> [Exercise directions]:
Every line of the data below that holds the string "InitError" needs to be reported.

Stored data entries:

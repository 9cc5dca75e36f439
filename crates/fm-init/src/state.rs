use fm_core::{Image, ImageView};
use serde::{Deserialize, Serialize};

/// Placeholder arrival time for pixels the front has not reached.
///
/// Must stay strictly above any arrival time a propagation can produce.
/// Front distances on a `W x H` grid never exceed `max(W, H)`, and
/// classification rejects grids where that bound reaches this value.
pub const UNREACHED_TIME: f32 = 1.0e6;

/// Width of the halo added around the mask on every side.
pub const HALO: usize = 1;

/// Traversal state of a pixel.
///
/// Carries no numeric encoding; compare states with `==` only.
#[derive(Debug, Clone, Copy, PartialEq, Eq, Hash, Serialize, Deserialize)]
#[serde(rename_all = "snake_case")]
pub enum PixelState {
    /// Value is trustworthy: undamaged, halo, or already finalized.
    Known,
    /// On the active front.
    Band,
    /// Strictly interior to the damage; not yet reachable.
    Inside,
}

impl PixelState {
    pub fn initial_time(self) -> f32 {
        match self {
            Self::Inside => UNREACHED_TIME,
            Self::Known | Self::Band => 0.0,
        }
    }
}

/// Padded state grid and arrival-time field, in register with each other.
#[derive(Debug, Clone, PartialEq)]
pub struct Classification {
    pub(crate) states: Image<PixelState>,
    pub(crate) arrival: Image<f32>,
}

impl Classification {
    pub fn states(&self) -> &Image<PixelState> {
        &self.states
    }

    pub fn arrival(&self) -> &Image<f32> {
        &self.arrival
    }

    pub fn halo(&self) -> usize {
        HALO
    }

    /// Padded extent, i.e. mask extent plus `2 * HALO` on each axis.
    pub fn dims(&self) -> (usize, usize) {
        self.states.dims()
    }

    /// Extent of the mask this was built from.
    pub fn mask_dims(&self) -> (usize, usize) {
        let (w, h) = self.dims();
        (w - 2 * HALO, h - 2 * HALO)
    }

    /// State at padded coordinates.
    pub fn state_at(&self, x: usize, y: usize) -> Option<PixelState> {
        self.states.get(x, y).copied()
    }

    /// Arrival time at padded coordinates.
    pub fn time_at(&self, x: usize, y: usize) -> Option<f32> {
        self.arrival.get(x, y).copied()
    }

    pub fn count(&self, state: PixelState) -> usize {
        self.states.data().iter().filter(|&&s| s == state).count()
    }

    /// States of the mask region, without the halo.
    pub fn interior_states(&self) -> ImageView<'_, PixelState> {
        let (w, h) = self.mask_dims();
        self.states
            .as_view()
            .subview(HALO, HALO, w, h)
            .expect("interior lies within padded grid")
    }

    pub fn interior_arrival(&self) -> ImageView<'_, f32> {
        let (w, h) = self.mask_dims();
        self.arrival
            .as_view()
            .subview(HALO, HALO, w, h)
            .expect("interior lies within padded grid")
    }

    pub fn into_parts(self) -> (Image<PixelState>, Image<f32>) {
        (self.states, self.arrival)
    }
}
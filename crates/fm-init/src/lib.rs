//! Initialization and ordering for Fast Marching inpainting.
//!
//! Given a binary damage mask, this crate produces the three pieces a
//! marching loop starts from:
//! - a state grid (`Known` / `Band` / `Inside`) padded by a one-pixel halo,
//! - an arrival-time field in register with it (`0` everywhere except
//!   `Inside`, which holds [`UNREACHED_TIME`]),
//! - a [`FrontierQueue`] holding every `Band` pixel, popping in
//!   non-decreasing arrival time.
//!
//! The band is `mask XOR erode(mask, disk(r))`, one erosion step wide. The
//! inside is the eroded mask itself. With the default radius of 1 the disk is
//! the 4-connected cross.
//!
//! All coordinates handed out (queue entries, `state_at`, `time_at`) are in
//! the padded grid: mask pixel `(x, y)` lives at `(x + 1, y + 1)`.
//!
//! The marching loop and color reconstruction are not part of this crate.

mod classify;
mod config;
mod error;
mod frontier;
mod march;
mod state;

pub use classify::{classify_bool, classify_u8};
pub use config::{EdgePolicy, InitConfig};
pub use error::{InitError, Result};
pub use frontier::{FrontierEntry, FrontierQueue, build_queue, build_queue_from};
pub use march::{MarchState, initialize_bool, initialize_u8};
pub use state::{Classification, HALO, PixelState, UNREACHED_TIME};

--

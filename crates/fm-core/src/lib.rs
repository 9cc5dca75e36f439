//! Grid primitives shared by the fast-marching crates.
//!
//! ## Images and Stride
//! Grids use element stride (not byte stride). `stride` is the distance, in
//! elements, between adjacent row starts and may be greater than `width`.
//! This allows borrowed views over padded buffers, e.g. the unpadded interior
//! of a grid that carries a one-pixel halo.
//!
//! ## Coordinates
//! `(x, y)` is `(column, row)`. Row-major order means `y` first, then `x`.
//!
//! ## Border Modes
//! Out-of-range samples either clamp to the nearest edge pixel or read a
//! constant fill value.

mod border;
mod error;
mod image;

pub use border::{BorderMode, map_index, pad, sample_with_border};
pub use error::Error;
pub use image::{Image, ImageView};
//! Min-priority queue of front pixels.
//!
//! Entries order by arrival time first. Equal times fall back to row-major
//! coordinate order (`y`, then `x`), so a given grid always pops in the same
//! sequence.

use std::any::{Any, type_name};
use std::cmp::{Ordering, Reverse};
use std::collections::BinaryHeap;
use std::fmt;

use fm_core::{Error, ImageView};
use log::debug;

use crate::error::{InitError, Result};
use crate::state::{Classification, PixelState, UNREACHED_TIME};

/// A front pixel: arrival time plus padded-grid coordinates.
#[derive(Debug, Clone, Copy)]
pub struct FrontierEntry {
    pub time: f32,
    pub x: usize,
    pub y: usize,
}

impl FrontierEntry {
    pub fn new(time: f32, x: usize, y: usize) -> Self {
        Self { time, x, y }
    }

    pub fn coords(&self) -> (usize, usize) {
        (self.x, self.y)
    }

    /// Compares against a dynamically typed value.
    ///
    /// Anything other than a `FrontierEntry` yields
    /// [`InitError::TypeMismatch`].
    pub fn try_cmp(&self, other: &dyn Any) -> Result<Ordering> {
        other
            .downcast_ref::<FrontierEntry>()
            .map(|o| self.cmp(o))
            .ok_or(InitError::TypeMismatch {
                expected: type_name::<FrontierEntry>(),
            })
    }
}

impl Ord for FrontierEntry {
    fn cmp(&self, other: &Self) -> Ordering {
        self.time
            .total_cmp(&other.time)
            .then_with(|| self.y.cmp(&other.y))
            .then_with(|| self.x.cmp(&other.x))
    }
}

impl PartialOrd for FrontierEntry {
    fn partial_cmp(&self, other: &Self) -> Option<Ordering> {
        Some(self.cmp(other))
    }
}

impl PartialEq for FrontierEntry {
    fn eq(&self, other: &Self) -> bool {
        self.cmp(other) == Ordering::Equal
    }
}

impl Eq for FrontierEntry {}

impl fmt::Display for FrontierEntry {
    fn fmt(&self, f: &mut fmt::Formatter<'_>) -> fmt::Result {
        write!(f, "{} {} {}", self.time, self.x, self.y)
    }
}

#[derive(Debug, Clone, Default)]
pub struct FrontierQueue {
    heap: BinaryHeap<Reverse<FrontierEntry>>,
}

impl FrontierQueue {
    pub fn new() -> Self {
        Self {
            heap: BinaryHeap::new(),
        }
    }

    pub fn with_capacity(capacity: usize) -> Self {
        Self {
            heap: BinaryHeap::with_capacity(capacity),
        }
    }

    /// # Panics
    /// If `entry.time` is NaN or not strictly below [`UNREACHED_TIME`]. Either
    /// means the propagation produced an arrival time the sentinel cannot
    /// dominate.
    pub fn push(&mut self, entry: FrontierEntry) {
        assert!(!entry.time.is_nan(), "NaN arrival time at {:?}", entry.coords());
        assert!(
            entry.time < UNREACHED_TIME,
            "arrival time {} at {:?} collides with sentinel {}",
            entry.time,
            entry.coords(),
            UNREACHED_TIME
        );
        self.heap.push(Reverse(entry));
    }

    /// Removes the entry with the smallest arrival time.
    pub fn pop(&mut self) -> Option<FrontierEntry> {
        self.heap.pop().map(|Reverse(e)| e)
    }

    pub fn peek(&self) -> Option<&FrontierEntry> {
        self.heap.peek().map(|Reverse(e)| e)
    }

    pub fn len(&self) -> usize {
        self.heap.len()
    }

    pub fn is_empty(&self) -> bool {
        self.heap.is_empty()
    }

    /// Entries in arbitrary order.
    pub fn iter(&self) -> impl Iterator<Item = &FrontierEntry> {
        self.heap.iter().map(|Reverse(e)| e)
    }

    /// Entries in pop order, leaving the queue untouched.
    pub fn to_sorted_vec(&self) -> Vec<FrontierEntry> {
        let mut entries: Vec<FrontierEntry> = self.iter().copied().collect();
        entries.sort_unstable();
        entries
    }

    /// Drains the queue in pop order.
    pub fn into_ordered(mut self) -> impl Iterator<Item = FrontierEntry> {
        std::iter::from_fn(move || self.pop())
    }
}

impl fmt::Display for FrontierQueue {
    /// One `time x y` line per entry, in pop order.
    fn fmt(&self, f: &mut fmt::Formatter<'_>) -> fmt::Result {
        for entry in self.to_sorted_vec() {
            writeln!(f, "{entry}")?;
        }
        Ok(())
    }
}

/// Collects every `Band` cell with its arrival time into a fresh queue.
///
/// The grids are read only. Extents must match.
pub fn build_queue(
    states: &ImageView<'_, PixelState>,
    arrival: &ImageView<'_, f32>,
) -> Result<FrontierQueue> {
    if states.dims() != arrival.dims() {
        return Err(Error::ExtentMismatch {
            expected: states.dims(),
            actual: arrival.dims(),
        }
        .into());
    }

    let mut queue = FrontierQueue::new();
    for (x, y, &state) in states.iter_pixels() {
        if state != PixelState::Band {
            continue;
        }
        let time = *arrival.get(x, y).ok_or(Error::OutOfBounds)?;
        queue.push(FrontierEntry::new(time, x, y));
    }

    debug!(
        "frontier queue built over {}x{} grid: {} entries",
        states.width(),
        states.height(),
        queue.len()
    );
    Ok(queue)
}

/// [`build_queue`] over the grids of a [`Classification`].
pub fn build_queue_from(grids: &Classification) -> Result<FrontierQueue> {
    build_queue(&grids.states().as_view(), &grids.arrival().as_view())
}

* * *

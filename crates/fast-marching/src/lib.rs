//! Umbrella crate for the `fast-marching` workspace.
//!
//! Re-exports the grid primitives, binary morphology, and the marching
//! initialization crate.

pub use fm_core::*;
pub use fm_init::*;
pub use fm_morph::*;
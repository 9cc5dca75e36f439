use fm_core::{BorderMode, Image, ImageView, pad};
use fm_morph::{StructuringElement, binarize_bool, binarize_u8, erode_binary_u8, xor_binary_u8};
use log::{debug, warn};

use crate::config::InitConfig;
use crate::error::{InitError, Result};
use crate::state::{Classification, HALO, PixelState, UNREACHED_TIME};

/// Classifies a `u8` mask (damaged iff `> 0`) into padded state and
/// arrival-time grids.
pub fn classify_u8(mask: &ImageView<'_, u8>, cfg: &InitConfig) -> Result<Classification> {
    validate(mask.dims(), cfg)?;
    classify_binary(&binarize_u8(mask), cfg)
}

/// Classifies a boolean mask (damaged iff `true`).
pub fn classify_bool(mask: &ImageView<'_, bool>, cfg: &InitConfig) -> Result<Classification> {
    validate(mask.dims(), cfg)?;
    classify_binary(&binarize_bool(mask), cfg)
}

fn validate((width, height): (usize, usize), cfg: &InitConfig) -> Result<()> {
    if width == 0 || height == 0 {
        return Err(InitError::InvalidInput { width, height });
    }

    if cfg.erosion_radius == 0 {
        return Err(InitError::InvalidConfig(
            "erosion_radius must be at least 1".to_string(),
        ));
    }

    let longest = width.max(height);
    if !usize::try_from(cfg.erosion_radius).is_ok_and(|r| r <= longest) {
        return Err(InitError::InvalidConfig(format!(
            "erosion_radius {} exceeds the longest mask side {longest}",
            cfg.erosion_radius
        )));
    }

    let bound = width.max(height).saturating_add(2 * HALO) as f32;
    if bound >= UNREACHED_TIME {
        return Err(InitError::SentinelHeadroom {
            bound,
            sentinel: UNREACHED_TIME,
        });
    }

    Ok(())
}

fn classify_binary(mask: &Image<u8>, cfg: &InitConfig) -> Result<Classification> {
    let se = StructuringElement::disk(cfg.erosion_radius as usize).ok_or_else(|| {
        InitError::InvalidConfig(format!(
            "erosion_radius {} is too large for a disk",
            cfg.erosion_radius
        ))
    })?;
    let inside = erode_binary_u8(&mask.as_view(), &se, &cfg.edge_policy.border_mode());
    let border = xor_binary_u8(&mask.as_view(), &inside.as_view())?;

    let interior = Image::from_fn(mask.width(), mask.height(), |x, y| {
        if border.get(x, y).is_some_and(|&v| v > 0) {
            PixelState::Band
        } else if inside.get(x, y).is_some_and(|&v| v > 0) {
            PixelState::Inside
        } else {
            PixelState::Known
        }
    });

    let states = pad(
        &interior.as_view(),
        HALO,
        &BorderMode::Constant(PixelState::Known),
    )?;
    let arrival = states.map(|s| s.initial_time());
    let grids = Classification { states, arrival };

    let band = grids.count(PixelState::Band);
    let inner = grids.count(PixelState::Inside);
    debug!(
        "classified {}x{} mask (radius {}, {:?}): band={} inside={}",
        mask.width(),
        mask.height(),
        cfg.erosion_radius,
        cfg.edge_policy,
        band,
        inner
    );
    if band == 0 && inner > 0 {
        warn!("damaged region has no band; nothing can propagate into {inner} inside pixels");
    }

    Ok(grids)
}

> [Response to this exercise]:
pub use error::{InitError, Result};
use crate::error::{InitError, Result};
    /// [`InitError::TypeMismatch`].
            .ok_or(InitError::TypeMismatch {
use crate::error::{InitError, Result};
        return Err(InitError::InvalidInput { width, height });
        return Err(InitError::InvalidConfig(
        return Err(InitError::InvalidConfig(format!(
        return Err(InitError::SentinelHeadroom {
        InitError::InvalidConfig(format!(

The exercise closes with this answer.